START Provided material
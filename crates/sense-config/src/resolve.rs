//! Configuration resolution and path discovery.
//!
//! Resolution order: CLI argument → environment variables → XDG paths → defaults.

use crate::SETTINGS_FILENAME;
use std::path::{Path, PathBuf};

/// Where the settings file was found.
#[derive(Debug, Clone, Copy, Default, PartialEq, Eq)]
pub enum ConfigSource {
    /// Explicitly provided via CLI argument.
    CliArgument,

    /// Set via environment variable.
    Environment,

    /// Found in XDG config directory.
    XdgConfig,

    /// Using built-in defaults.
    #[default]
    BuiltinDefault,
}

impl std::fmt::Display for ConfigSource {
    fn fmt(&self, f: &mut std::fmt::Formatter<'_>) -> std::fmt::Result {
        match self {
            ConfigSource::CliArgument => write!(f, "CLI argument"),
            ConfigSource::Environment => write!(f, "environment variable"),
            ConfigSource::XdgConfig => write!(f, "XDG config"),
            ConfigSource::BuiltinDefault => write!(f, "builtin default"),
        }
    }
}

/// A resolved settings path and its provenance.
#[derive(Debug, Clone, Default, PartialEq, Eq)]
pub struct ResolvedPath {
    /// Path to sense.toml (None when falling back to defaults).
    pub path: Option<PathBuf>,
    pub source: ConfigSource,
}

/// Environment variable naming the settings file directly.
pub const ENV_CONFIG_PATH: &str = "KURO_SENSE_CONFIG";

/// Environment variable naming a directory that contains sense.toml.
pub const ENV_CONFIG_DIR: &str = "KURO_SENSE_CONFIG_DIR";

/// Application name for XDG directories.
const APP_NAME: &str = "kuro-sense";

/// Resolve the settings file path.
///
/// 1. Explicit CLI path. Returned even when missing so loading reports it.
/// 2. `KURO_SENSE_CONFIG` (direct path)
/// 3. `KURO_SENSE_CONFIG_DIR` + `sense.toml`
/// 4. XDG config directory (`~/.config/kuro-sense/sense.toml`)
/// 5. Built-in defaults (None)
pub fn resolve_config_path(cli_path: Option<&Path>) -> ResolvedPath {
    if let Some(path) = cli_path {
        return ResolvedPath {
            path: Some(path.to_path_buf()),
            source: ConfigSource::CliArgument,
        };
    }

    if let Ok(env_path) = std::env::var(ENV_CONFIG_PATH) {
        let path = PathBuf::from(env_path);
        if path.exists() {
            return ResolvedPath {
                path: Some(path),
                source: ConfigSource::Environment,
            };
        }
    }

    if let Ok(config_dir) = std::env::var(ENV_CONFIG_DIR) {
        let path = PathBuf::from(config_dir).join(SETTINGS_FILENAME);
        if path.exists() {
            return ResolvedPath {
                path: Some(path),
                source: ConfigSource::Environment,
            };
        }
    }

    if let Some(dir) = xdg_config_dir() {
        let path = dir.join(SETTINGS_FILENAME);
        if path.exists() {
            return ResolvedPath {
                path: Some(path),
                source: ConfigSource::XdgConfig,
            };
        }
    }

    ResolvedPath::default()
}

/// Get the XDG config directory for kuro-sense.
pub fn xdg_config_dir() -> Option<PathBuf> {
    dirs::config_dir().map(|d| d.join(APP_NAME))
}

#[cfg(test)]
mod tests {
    use super::*;

    #[test]
    fn test_config_source_display() {
        assert_eq!(format!("{}", ConfigSource::CliArgument), "CLI argument");
        assert_eq!(
            format!("{}", ConfigSource::Environment),
            "environment variable"
        );
        assert_eq!(format!("{}", ConfigSource::BuiltinDefault), "builtin default");
    }

    #[test]
    fn test_cli_path_wins_even_if_missing() {
        let missing = Path::new("/definitely/not/here/sense.toml");
        let resolved = resolve_config_path(Some(missing));
        assert_eq!(resolved.source, ConfigSource::CliArgument);
        assert_eq!(resolved.path.as_deref(), Some(missing));
    }

    #[test]
    fn test_xdg_dir_ends_with_app_name() {
        if let Some(dir) = xdg_config_dir() {
            assert!(dir.ends_with(APP_NAME));
        }
    }
}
END Provided material
◆ Work to complete
Output an identical copy of every record above.

◆ Reply to the exercise
filename crates/sense-config/src/resolve.rs
//! Configuration resolution and path discovery.
//!
//! Resolution order: CLI argument → environment variables → XDG paths → defaults.

use crate::SETTINGS_FILENAME;
use std::path::{Path, PathBuf};

/// Where the settings file was found.
#[derive(Debug, Clone, Copy, Default, PartialEq, Eq)]
pub enum ConfigSource {
    /// Explicitly provided via CLI argument.
    CliArgument,

    /// Set via environment variable.
    Environment,

    /// Found in XDG config directory.
    XdgConfig,

    /// Using built-in defaults.
    #[default]
    BuiltinDefault,
}

impl std::fmt::Display for ConfigSource {
    fn fmt(&self, f: &mut std::fmt::Formatter<'_>) -> std::fmt::Result {
        match self {
            ConfigSource::CliArgument => write!(f, "CLI argument"),
            ConfigSource::Environment => write!(f, "environment variable"),
            ConfigSource::XdgConfig => write!(f, "XDG config"),
            ConfigSource::BuiltinDefault => write!(f, "builtin default"),
        }
    }
}

/// A resolved settings path and its provenance.
#[derive(Debug, Clone, Default, PartialEq, Eq)]
pub struct ResolvedPath {
    /// Path to sense.toml (None when falling back to defaults).
    pub path: Option<PathBuf>,
    pub source: ConfigSource,
}

/// Environment variable naming the settings file directly.
pub const ENV_CONFIG_PATH: &str = "KURO_SENSE_CONFIG";

/// Environment variable naming a directory that contains sense.toml.
pub const ENV_CONFIG_DIR: &str = "KURO_SENSE_CONFIG_DIR";

/// Application name for XDG directories.
const APP_NAME: &str = "kuro-sense";

/// Resolve the settings file path.
///
/// 1. Explicit CLI path. Returned even when missing so loading reports it.
/// 2. `KURO_SENSE_CONFIG` (direct path)
/// 3. `KURO_SENSE_CONFIG_DIR` + `sense.toml`
/// 4. XDG config directory (`~/.config/kuro-sense/sense.toml`)
/// 5. Built-in defaults (None)
pub fn resolve_config_path(cli_path: Option<&Path>) -> ResolvedPath {
    if let Some(path) = cli_path {
        return ResolvedPath {
            path: Some(path.to_path_buf()),
            source: ConfigSource::CliArgument,
        };
    }

    if let Ok(env_path) = std::env::var(ENV_CONFIG_PATH) {
        let path = PathBuf::from(env_path);
        if path.exists() {
            return ResolvedPath {
                path: Some(path),
                source: ConfigSource::Environment,
            };
        }
    }

    if let Ok(config_dir) = std::env::var(ENV_CONFIG_DIR) {
        let path = PathBuf::from(config_dir).join(SETTINGS_FILENAME);
        if path.exists() {
            return ResolvedPath {
                path: Some(path),
                source: ConfigSource::Environment,
            };
        }
    }

    if let Some(dir) = xdg_config_dir() {
        let path = dir.join(SETTINGS_FILENAME);
        if path.exists() {
            return ResolvedPath {
                path: Some(path),
                source: ConfigSource::XdgConfig,
            };
        }
    }

    ResolvedPath::default()
}

/// Get the XDG config directory for kuro-sense.
pub fn xdg_config_dir() -> Option<PathBuf> {
    dirs::config_dir().map(|d| d.join(APP_NAME))
}

#[cfg(test)]
mod tests {
    use super::*;

    #[test]
    fn test_config_source_display() {
        assert_eq!(format!("{}", ConfigSource::CliArgument), "CLI argument");
        assert_eq!(
            format!("{}", ConfigSource::Environment),
            "environment variable"
        );
        assert_eq!(format!("{}", ConfigSource::BuiltinDefault), "builtin default");
    }

    #[test]
    fn test_cli_path_wins_even_if_missing() {
        let missing = Path::new("/definitely/not/here/sense.toml");
        let resolved = resolve_config_path(Some(missing));
        assert_eq!(resolved.source, ConfigSource::CliArgument);
        assert_eq!(resolved.path.as_deref(), Some(missing));
    }

    #[test]
    fn test_xdg_dir_ends_with_app_name() {
        if let Some(dir) = xdg_config_dir() {
            assert!(dir.ends_with(APP_NAME));
        }
    }
}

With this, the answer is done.